Zdaniem "24/7 Wall St." determinacja Warszawy ma swoje źródła zarówno w historii, jak i w położeniu geograficznym. Polska wielokrotnie w XX wieku traciła niepodległość, a graniczenie z Rosją, Białorusią i Ukrainą sprawia, że poczucie zagrożenia jest wciąż żywe. To właśnie wymienione czynniki – zauważa portal – tłumaczą, dlaczego Polska traktuje kwestie bezpieczeństwa znacznie poważniej niż wielu sojuszników z Zachodu.

Polska "najbardziej wiarygodnym i zaangażowanym członkiem NATO"

Portal podkreśla także, że przykład Polski pokazuje, jak dalece NATO zbliżyło się do realizacji swoich celów w zakresie wydatków obronnych.

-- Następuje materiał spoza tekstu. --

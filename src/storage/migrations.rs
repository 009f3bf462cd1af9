//! Embedded PostgreSQL schema migrations.
//!
//! Migrations are compiled in and applied in version order on startup. Each
//! one runs in its own transaction together with the row recording it in
//! `lostpets_schema_migrations`.

/// A single versioned migration.
#[derive(Debug, Clone, Copy)]
pub struct Migration {
    /// Version, sequential from 1.
    pub version: i32,
    /// Human-readable description.
    pub description: &'static str,
    /// Statements separated by semicolons.
    pub sql: &'static str,
}

/// Registry schema.
pub const MIGRATIONS: &[Migration] = &[
    Migration {
        version: 1,
        description: "Registry tables",
        sql: r"
            CREATE TABLE IF NOT EXISTS types (
                id BIGSERIAL PRIMARY KEY,
                name TEXT NOT NULL UNIQUE
            );
            CREATE TABLE IF NOT EXISTS pets (
                id BIGSERIAL PRIMARY KEY,
                picture_id BIGINT,
                type_id BIGINT REFERENCES types(id),
                name TEXT NOT NULL DEFAULT '',
                color TEXT NOT NULL DEFAULT '',
                marks TEXT NOT NULL DEFAULT ''
            );
            CREATE TABLE IF NOT EXISTS pet_breeds (
                id BIGSERIAL PRIMARY KEY,
                pet_id BIGINT NOT NULL REFERENCES pets(id) ON DELETE CASCADE,
                name TEXT NOT NULL
            );
            CREATE TABLE IF NOT EXISTS tags (
                id BIGSERIAL PRIMARY KEY,
                pet_id BIGINT NOT NULL REFERENCES pets(id) ON DELETE CASCADE,
                shape TEXT NOT NULL DEFAULT '',
                text TEXT NOT NULL DEFAULT '',
                color TEXT NOT NULL DEFAULT ''
            );
            CREATE TABLE IF NOT EXISTS postings (
                id BIGSERIAL PRIMARY KEY,
                guid TEXT NOT NULL UNIQUE,
                pet_id BIGINT NOT NULL REFERENCES pets(id),
                date TIMESTAMPTZ NOT NULL,
                location TEXT NOT NULL DEFAULT '',
                name TEXT NOT NULL DEFAULT '',
                email TEXT NOT NULL DEFAULT ''
            );
            CREATE TABLE IF NOT EXISTS sightings (
                id BIGSERIAL PRIMARY KEY,
                guid TEXT NOT NULL UNIQUE,
                pet_id BIGINT NOT NULL REFERENCES pets(id),
                date TIMESTAMPTZ NOT NULL,
                location TEXT NOT NULL DEFAULT '',
                name TEXT NOT NULL DEFAULT '',
                email TEXT NOT NULL DEFAULT '',
                in_custody BOOLEAN NOT NULL DEFAULT FALSE
            );
            CREATE INDEX IF NOT EXISTS idx_pet_breeds_pet ON pet_breeds (pet_id);
            CREATE INDEX IF NOT EXISTS idx_tags_pet ON tags (pet_id)
        ",
    },
    Migration {
        version: 2,
        description: "Matches table",
        sql: r"
            CREATE TABLE IF NOT EXISTS matches (
                postings_id BIGINT NOT NULL REFERENCES postings(id) ON DELETE CASCADE,
                sightings_id BIGINT NOT NULL REFERENCES sightings(id) ON DELETE CASCADE,
                last_contacted TIMESTAMPTZ,
                PRIMARY KEY (postings_id, sightings_id)
            );
            CREATE INDEX IF NOT EXISTS idx_matches_sighting ON matches (sightings_id)
        ",
    },
    Migration {
        version: 3,
        description: "Seed pet types",
        sql: r"
            INSERT INTO types (name) VALUES ('Dog'), ('Cat'), ('Other')
            ON CONFLICT (name) DO NOTHING
        ",
    },
];

/// Maximum version across a set of migrations.
#[must_use]
pub fn max_version(migrations: &[Migration]) -> i32 {
    migrations.iter().map(|m| m.version).max().unwrap_or(0)
}

#[cfg(feature = "postgres")]
mod runner {
    use super::Migration;
    use crate::{Error, Result};
    use deadpool_postgres::Pool;

    const MIGRATIONS_TABLE: &str = "lostpets_schema_migrations";

    /// Applies pending migrations through a connection pool.
    pub struct MigrationRunner {
        pool: Pool,
    }

    impl MigrationRunner {
        /// Creates a runner.
        #[must_use]
        pub const fn new(pool: Pool) -> Self {
            Self { pool }
        }

        /// Applies every migration newer than the recorded version.
        ///
        /// # Errors
        ///
        /// Returns an error if a connection cannot be acquired or a
        /// migration fails; a failed migration is rolled back.
        pub async fn run(&self, migrations: &[Migration]) -> Result<()> {
            let mut client = self.pool.get().await.map_err(|e| Error::OperationFailed {
                operation: "migration_get_connection".to_string(),
                cause: e.to_string(),
            })?;

            client
                .execute(
                    &format!(
                        "CREATE TABLE IF NOT EXISTS {MIGRATIONS_TABLE} (
                            version INTEGER PRIMARY KEY,
                            description TEXT NOT NULL,
                            applied_at TIMESTAMPTZ NOT NULL DEFAULT NOW()
                        )"
                    ),
                    &[],
                )
                .await
                .map_err(|e| Error::OperationFailed {
                    operation: "create_migrations_table".to_string(),
                    cause: e.to_string(),
                })?;

            let current: i32 = client
                .query_one(
                    &format!("SELECT COALESCE(MAX(version), 0) FROM {MIGRATIONS_TABLE}"),
                    &[],
                )
                .await
                .map(|row| row.get(0))
                .map_err(|e| Error::OperationFailed {
                    operation: "read_schema_version".to_string(),
                    cause: e.to_string(),
                })?;

            for migration in migrations.iter().filter(|m| m.version > current) {
                Self::apply(&mut client, migration).await?;
            }
            Ok(())
        }

        async fn apply(client: &mut deadpool_postgres::Object, migration: &Migration) -> Result<()> {
            let failed = |stage: &str, e: tokio_postgres::Error| Error::OperationFailed {
                operation: format!("migration_v{}_{stage}", migration.version),
                cause: e.to_string(),
            };

            let tx = client.transaction().await.map_err(|e| failed("begin", e))?;
            for statement in migration.sql.split(';').map(str::trim) {
                if statement.is_empty() {
                    continue;
                }
                tx.execute(statement, &[])
                    .await
                    .map_err(|e| failed("apply", e))?;
            }
            tx.execute(
                &format!("INSERT INTO {MIGRATIONS_TABLE} (version, description) VALUES ($1, $2)"),
                &[&migration.version, &migration.description],
            )
            .await
            .map_err(|e| failed("record", e))?;
            tx.commit().await.map_err(|e| failed("commit", e))?;

            tracing::info!(
                version = migration.version,
                description = migration.description,
                "Applied migration"
            );
            Ok(())
        }
    }
}

#[cfg(feature = "postgres")]
pub use runner::MigrationRunner;

#[cfg(test)]
mod tests {
    use super::*;

    #[test]
    fn test_versions_are_sequential() {
        for (i, migration) in MIGRATIONS.iter().enumerate() {
            assert_eq!(usize::try_from(migration.version).unwrap(), i + 1);
        }
        assert_eq!(max_version(MIGRATIONS), 3);
        assert_eq!(max_version(&[]), 0);
    }

    #[test]
    fn test_matches_pair_is_unique() {
        let sql = MIGRATIONS[1].sql;
        assert!(sql.contains("PRIMARY KEY (postings_id, sightings_id)"));
    }
}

W ocenie "24/7 Wall St." Polska, obok Stanów Zjednoczonych, stała się jednym z głównych filarów Sojuszu Północnoatlantyckiego, a jej szybki rozwój militarny i konsekwentna polityka bezpieczeństwa sprawiają, że "należy dziś do najbardziej wiarygodnych i zaangażowanych członków NATO".

Źródło: "24/7 Wall St."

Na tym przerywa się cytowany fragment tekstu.